Die "FDGO" beschreibt den Kernbestand der Demokratie in Deutschland. Dazu gehören (nach § 4 Absatz 2 BuVerfSchG):

  •  "das Recht des Volkes, die Staatsgewalt in Wahlen und Abstimmungen und durch besondere Organe der Gesetzgebung, der vollziehenden Gewalt und der Rechtsprechung auszuüben und die Volksvertretung in allgemeiner, unmittelbarer, freier, gleicher und geheimer Wahl zu wählen,
  • die Bindung der Gesetzgebung an die verfassungsmäßige Ordnung und die Bindung der vollziehenden Gewalt und der Rechtsprechung an Gesetz und Recht,
  • das Recht auf Bildung und Ausübung einer parlamentarischen Opposition,
  • die Ablösbarkeit der Regierung und ihre Verantwortlichkeit gegenüber der Volksvertretung,
  • die Unabhängigkeit der Gerichte,
  • der Ausschluss jeder Gewalt- und Willkürherrschaft und
  • die im Grundgesetz konkretisierten Menschenrechte."

In Deutschland bezeichnet man zunächst das Grundgesetz und da insbesondere die Artikel 1 und 20 ("Ewigkeitsklausel") als Grundrechte. Diese Artikel können nicht verändert werden (vgl. Art. 79, Abs. 3 GG) und gelten somit "auf ewig". In Europa gibt es darüber hinaus die Europäische Menschenrechtskonvention. Für alle Menschen gelten ferner die Allgemeinen Menschenrechte, die universell, unveräußerlich und unteilbar sind. Die allermeisten Staaten unterstützen diese Menschenrechte, beispielsweise in der Fassung der Vereinten Nationen (UN), der allgemeinen Erklärung der Menschenrechte.

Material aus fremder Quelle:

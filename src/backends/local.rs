// Copyright (c) 2025 Steve Wagner (ciroque@live.com)
// SPDX-License-Identifier: MIT

use std::sync::Arc;

use async_trait::async_trait;
use tokio::sync::Semaphore;

use crate::backends::command::{run_command, CommandLine};
use crate::backends::processor_core::ProcessorCore;
use crate::errors::{AttributeError, SubmitError};
use crate::session::injector::{
    expect_string, expect_string_list, expect_usize, Attribute, Configurable,
};
use crate::traits::{ProcessorBinding, ProcessorId, TaskOutcome, TaskProcessor, TaskRun, TaskSpec};

const DEFAULT_SHELL: &str = "sh";

/// Runs task commands as child processes of this host.
///
/// Attributes:
/// - `shell`: interpreter invoked as `<shell> -c <command>` (default `sh`)
/// - `max_forks`: cap on concurrently running commands of this processor
/// - `env_passthrough`: if set, only these inherited variables reach the child
///
/// The session's `env` section is always exported to the child.
pub struct LocalProcessor {
    core: ProcessorCore,
    shell: String,
    max_forks: Option<usize>,
    forks: Option<Arc<Semaphore>>,
    env_passthrough: Option<Vec<String>>,
}

impl LocalProcessor {
    pub fn new(binding: ProcessorBinding) -> Self {
        Self {
            core: ProcessorCore::new(binding),
            shell: DEFAULT_SHELL.to_string(),
            max_forks: None,
            forks: None,
            env_passthrough: None,
        }
    }

    pub fn shell(&self) -> &str {
        &self.shell
    }

    pub fn max_forks(&self) -> Option<usize> {
        self.max_forks
    }

    fn set_max_forks(&mut self, value: &serde_yaml::Value) -> Result<(), AttributeError> {
        let forks = expect_usize(value)?;
        if forks == 0 || forks > Semaphore::MAX_PERMITS {
            return Err(AttributeError::InvalidValue {
                reason: format!("max_forks must be between 1 and {}", Semaphore::MAX_PERMITS),
            });
        }
        self.max_forks = Some(forks);
        self.forks = Some(Arc::new(Semaphore::new(forks)));
        Ok(())
    }
}

impl Configurable for LocalProcessor {
    const ATTRIBUTES: &'static [Attribute<Self>] = &[
        Attribute {
            name: "shell",
            set: |p, v| {
                p.shell = expect_string(v)?;
                Ok(())
            },
        },
        Attribute {
            name: "max_forks",
            set: LocalProcessor::set_max_forks,
        },
        Attribute {
            name: "env_passthrough",
            set: |p, v| {
                p.env_passthrough = Some(expect_string_list(v)?);
                Ok(())
            },
        },
    ];
}

#[async_trait]
impl TaskProcessor for LocalProcessor {
    fn id(&self) -> ProcessorId {
        self.core.id()
    }

    fn type_name(&self) -> &str {
        self.core.type_name()
    }

    fn bind_on_termination(&self) -> bool {
        self.core.bind_on_termination()
    }

    fn submit(&self, spec: TaskSpec) -> Result<TaskRun, SubmitError> {
        let command = spec.command.clone();
        let shell = self.shell.clone();
        let env = self.core.session().env().to_vec();
        let passthrough = self.env_passthrough.clone();
        let forks = self.forks.clone();

        self.core.spawn(spec, command.clone(), move |cancel| async move {
            // Held until the command exits
            let _permit = match forks {
                Some(forks) => tokio::select! {
                    permit = forks.acquire_owned() => permit.ok(),
                    _ = cancel.cancelled() => return TaskOutcome::Cancelled,
                },
                None => None,
            };

            run_command(
                CommandLine {
                    shell: &shell,
                    command: &command,
                    env: &env,
                    passthrough: passthrough.as_deref(),
                },
                cancel,
            )
            .await
        })
    }

    async fn join(&self) {
        self.core.join().await;
    }

    fn terminate(&self) {
        self.core.terminate();
    }
}

#[cfg(test)]
mod tests {
    use super::*;
    use crate::backends::stub::TestSession;
    use crate::session::ConfigInjector;

    #[test]
    fn test_attributes_apply() {
        let harness = TestSession::new();
        let mut local = LocalProcessor::new(harness.binding("local"));
        let section: serde_yaml::Mapping = serde_yaml::from_str(
            "shell: bash\nmax_forks: 2\nenv_passthrough: [PATH, HOME]\nqueue: short\n",
        )
        .unwrap();

        let report = ConfigInjector::apply(&mut local, "local", &section);

        assert_eq!(local.shell(), "bash");
        assert_eq!(local.max_forks(), Some(2));
        assert_eq!(
            local.env_passthrough.as_deref(),
            Some(&["PATH".to_string(), "HOME".to_string()][..])
        );
        assert_eq!(report.ignored, vec!["queue"]);
        assert!(report.is_clean());
    }

    #[test]
    fn test_zero_forks_rejected() {
        let harness = TestSession::new();
        let mut local = LocalProcessor::new(harness.binding("local"));
        let section: serde_yaml::Mapping = serde_yaml::from_str("max_forks: 0\n").unwrap();

        let report = ConfigInjector::apply(&mut local, "local", &section);

        assert_eq!(local.max_forks(), None);
        assert_eq!(report.failures.len(), 1);
        assert_eq!(report.failures[0].key, "max_forks");
    }

    #[test]
    fn test_forks_limit_still_runs_every_task() {
        let harness = TestSession::new();
        let mut local = LocalProcessor::new(harness.binding("local"));
        let section: serde_yaml::Mapping = serde_yaml::from_str("max_forks: 1\n").unwrap();
        ConfigInjector::apply(&mut local, "local", &section);

        for i in 0..3 {
            local
                .submit(TaskSpec::new(format!("t{}", i), "true"))
                .unwrap();
        }
        harness.block_on(local.join());

        assert_eq!(harness.context.latch().outstanding(), 0);
        assert_eq!(harness.context.task_count(), 3);
    }
}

Hierzu gibt es viele Meinungen und Definitionen. Meist bezeichnet man Ideen oder Handlungen als radikal, wenn sie "an der Wurzel" des Problems ansetzen (lat. radix = Wurzel) und solche als extrem, wenn sie am äußersten Rand des politischen Spektrums verortet sind (von lat. extremus = am äußersten).

In Deutschland sprechen Polizei und andere Behörden von Extremismus, wenn damit Organisationen, Ideologien, Handlungen und Personen gemeint sind, die sich gegen die freiheitlich Demokratische Grundordnung wenden. Juristisch betrachtet können "verfassungsfeindliche extremistische Bestrebungen" in Deutschland durch den Verfassungsschutz beobachtet werden, sind aber an sich noch nicht strafbar. Dem gegenüber stehen verfassungswidrige extremistische Bestrebungen, die zum Beispiel eine kämpferisch-aggressive Haltung gegenüber der Grundordnung einnehmen. Diese können in Deutschland verboten werden.

Eine besondere Form des Extremismus ist in demokratischen Gesellschaften der Terrorismus (von lat. terror = Furcht, Schrecken), der versucht, mit Gewaltaktionen das politische System zu verändern.